Human lymphocyte, monocyte and polymorphonuclear leucocyte mediated antibody-dependent cellular cytotoxicity against varicella-zoster virus-infected targets.

The ability of lymphocytes, monocytes and polymorphonuclear leucocytes (PMN) to mediate antibody-dependent cellular cytotoxicity (ADCC) against varicella-zoster virus (VZV) infected fibroblasts was tested in 51Cr release and single-cell assays. Lymphocytes had the greatest lytic activity, monocytes were intermediate in activity and PMN were the least active. Lymphocyte-mediated ADCC was complete by as early as 4 h, while maximal monocyte and PMN-mediated ADCC required 18 h. In single-cell assays, monocytes formed conjugates with both uninfected and VZV-infected targets, but did not cause lysis. PMN failed to bind or lyse either target. Few lymphocytes formed conjugates with uninfected targets, while a higher percentage bound to VZV-infected targets and caused lysis.

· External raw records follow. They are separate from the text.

use std::ops::Deref;

use log::trace;

use super::error::{QRError, QRResult};
use super::metadata::Color;
use crate::builder::MicroQR;

#[derive(Debug, PartialEq, Eq, Copy, Clone, PartialOrd, Ord, Hash)]
pub struct MaskPattern(u8);

impl MaskPattern {
    pub fn new(pattern: u8) -> QRResult<Self> {
        match pattern {
            0..=3 => Ok(Self(pattern)),
            _ => Err(QRError::InvalidMaskingPattern),
        }
    }

    pub(crate) fn all() -> impl Iterator<Item = MaskPattern> {
        (0..4).map(MaskPattern)
    }

    pub(crate) fn from_bits(bits: u8) -> Self {
        Self(bits & 0b11)
    }
}

impl Deref for MaskPattern {
    type Target = u8;
    fn deref(&self) -> &Self::Target {
        &self.0
    }
}

// Arguments are row then column
mod mask_functions {
    pub fn horizontal_lines(r: i16, _: i16) -> bool {
        r & 1 == 0
    }

    pub fn large_checkerboard(r: i16, c: i16) -> bool {
        ((r >> 1) + (c / 3)) & 1 == 0
    }

    pub fn diamonds(r: i16, c: i16) -> bool {
        (((r * c) & 1) + ((r * c) % 3)) & 1 == 0
    }

    pub fn meadow(r: i16, c: i16) -> bool {
        (((r + c) & 1) + ((r * c) % 3)) & 1 == 0
    }
}

impl MaskPattern {
    pub fn mask_functions(self) -> fn(i16, i16) -> bool {
        match *self {
            0b00 => mask_functions::horizontal_lines,
            0b01 => mask_functions::large_checkerboard,
            0b10 => mask_functions::diamonds,
            0b11 => mask_functions::meadow,
            _ => unreachable!("Invalid pattern"),
        }
    }
}

/// Tries every pattern and keeps the first with the highest score. Each trial
/// mask is undone by applying it a second time.
pub(crate) fn apply_best_mask(qr: &mut MicroQR) -> MaskPattern {
    let mut best = (MaskPattern(0), 0);
    for (i, mask) in MaskPattern::all().enumerate() {
        qr.apply_mask(mask);
        let score = compute_score(qr);
        qr.apply_mask(mask);
        trace!("Mask {} scored {score}", *mask);
        if i == 0 || score > best.1 {
            best = (mask, score);
        }
    }
    qr.apply_mask(best.0);
    best.0
}

/// Dark modules along the right column and bottom row, skipping the timing
/// corner, packed as `min << 4 | max`. Higher is better.
pub(crate) fn compute_score(qr: &MicroQR) -> u32 {
    let w = qr.width() as i16;
    let dark = |r, c| (*qr.get(r, c) == Color::Dark) as u32;
    let right: u32 = (1..w).map(|r| dark(r, w - 1)).sum();
    let bottom: u32 = (1..w).map(|c| dark(w - 1, c)).sum();
    (right.min(bottom) << 4) | right.max(bottom)
}
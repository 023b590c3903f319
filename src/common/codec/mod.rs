mod decoder;
mod encoder;
mod types;

pub(crate) use decoder::decode;
pub(crate) use encoder::{encode_segments, segments_bit_len, split_segments};
pub use types::Mode;
pub(crate) use types::Segment;
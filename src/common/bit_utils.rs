use std::{cmp::min, fmt::Display, mem};

use num_traits::PrimInt;

// Bit stream
//------------------------------------------------------------------------------

/// MSB-first bit buffer with a fixed bit capacity and a read cursor.
#[derive(Debug, Clone, PartialEq, Eq)]
pub struct BitStream {
    data: Vec<u8>,
    // Bit length
    len: usize,
    // Max bit capacity
    capacity: usize,
    // Pointer to take bits
    cursor: usize,
}

impl BitStream {
    pub fn new(capacity: usize) -> Self {
        Self { data: vec![0; (capacity + 7) >> 3], len: 0, capacity, cursor: 0 }
    }

    /// Reader over the first `bit_len` bits of `codewords`.
    pub fn from_codewords(codewords: &[u8], bit_len: usize) -> Self {
        debug_assert!(
            bit_len <= codewords.len() << 3,
            "Bit length exceeds codewords: Bits {bit_len}, Codewords {}",
            codewords.len()
        );
        let data = codewords[..(bit_len + 7) >> 3].to_vec();
        Self { data, len: bit_len, capacity: bit_len, cursor: 0 }
    }

    pub fn len(&self) -> usize {
        self.len
    }

    pub fn is_empty(&self) -> bool {
        self.len == 0
    }

    pub fn capacity(&self) -> usize {
        self.capacity
    }

    /// Bits not yet taken.
    pub fn remaining(&self) -> usize {
        self.len - self.cursor
    }

    pub fn data(&self) -> &[u8] {
        &self.data[..(self.len + 7) >> 3]
    }
}

// Push bits for bit stream
//------------------------------------------------------------------------------

impl BitStream {
    pub fn push_bits<T>(&mut self, bits: T, size: usize)
    where
        T: PrimInt + Display,
    {
        let max_bits = mem::size_of::<T>() * 8;
        debug_assert!(size <= 16, "Bits from only u8 and u16 can be pushed: Size {size}");
        debug_assert!(
            size >= max_bits - bits.leading_zeros() as usize,
            "Bit count shouldn't exceed bit length: Length {size}, Bits {bits}"
        );
        debug_assert!(
            self.len + size <= self.capacity,
            "Insufficient capacity: Capacity {}, Size {}",
            self.capacity,
            self.len + size
        );

        let bits = bits.to_u16().unwrap_or(0);
        let mut rem = size;
        while rem > 0 {
            let offset = self.len & 7;
            let pos = self.len >> 3;
            let n = min(8 - offset, rem);
            let chunk = ((bits >> (rem - n)) & ((1 << n) - 1)) as u8;
            self.data[pos] |= chunk << (8 - offset - n);
            self.len += n;
            rem -= n;
        }
    }

    pub fn push(&mut self, bit: bool) {
        debug_assert!(
            self.len < self.capacity,
            "Insufficient capacity: Capacity {}, Size {}",
            self.capacity,
            self.len + 1
        );

        if bit {
            let offset = self.len & 7;
            let pos = self.len >> 3;
            self.data[pos] |= 0b10000000 >> offset;
        }

        self.len += 1;
    }
}


// Take bits for bit stream
//------------------------------------------------------------------------------

impl BitStream {
    /// Takes up to 16 bits, or `None` without moving the cursor when fewer remain.
    pub fn take_bits(&mut self, n: usize) -> Option<u16> {
        debug_assert!(n <= 16, "Cannot take more than 16 bits: N {n}");

        if self.cursor + n > self.len {
            return None;
        }

        let mut res = 0u16;
        let mut rem = n;
        while rem > 0 {
            let offset = self.cursor & 7;
            let pos = self.cursor >> 3;
            let k = min(8 - offset, rem);
            let chunk = (self.data[pos] >> (8 - offset - k)) & ((1u16 << k) - 1) as u8;
            res = (res << k) | chunk as u16;
            self.cursor += k;
            rem -= k;
        }
        Some(res)
    }

    pub fn take(&mut self) -> Option<bool> {
        if self.cursor == self.len {
            return None;
        }

        let offset = self.cursor & 7;
        let pos = self.cursor >> 3;
        let bit = (self.data[pos] << offset) >> 7;

        self.cursor += 1;

        Some(bit != 0)
    }

    /// Whether any of the next `n` bits (or the rest of the stream) is set.
    pub fn peek_nonzero(&self, n: usize) -> bool {
        let end = min(self.cursor + n, self.len);
        (self.cursor..end).any(|i| (self.data[i >> 3] << (i & 7)) & 0x80 != 0)
    }
}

In the presence of human antibodies to VZV conjugate formation and lysis of VZV-infected targets was significantly increased with each of the effector-cell populations. Lymphocytes had the highest lytic activity in single-cell assays as well as in 51Cr release assays, and were responsible for most of the ADCC detected in adult peripheral blood against VZV-infected targets.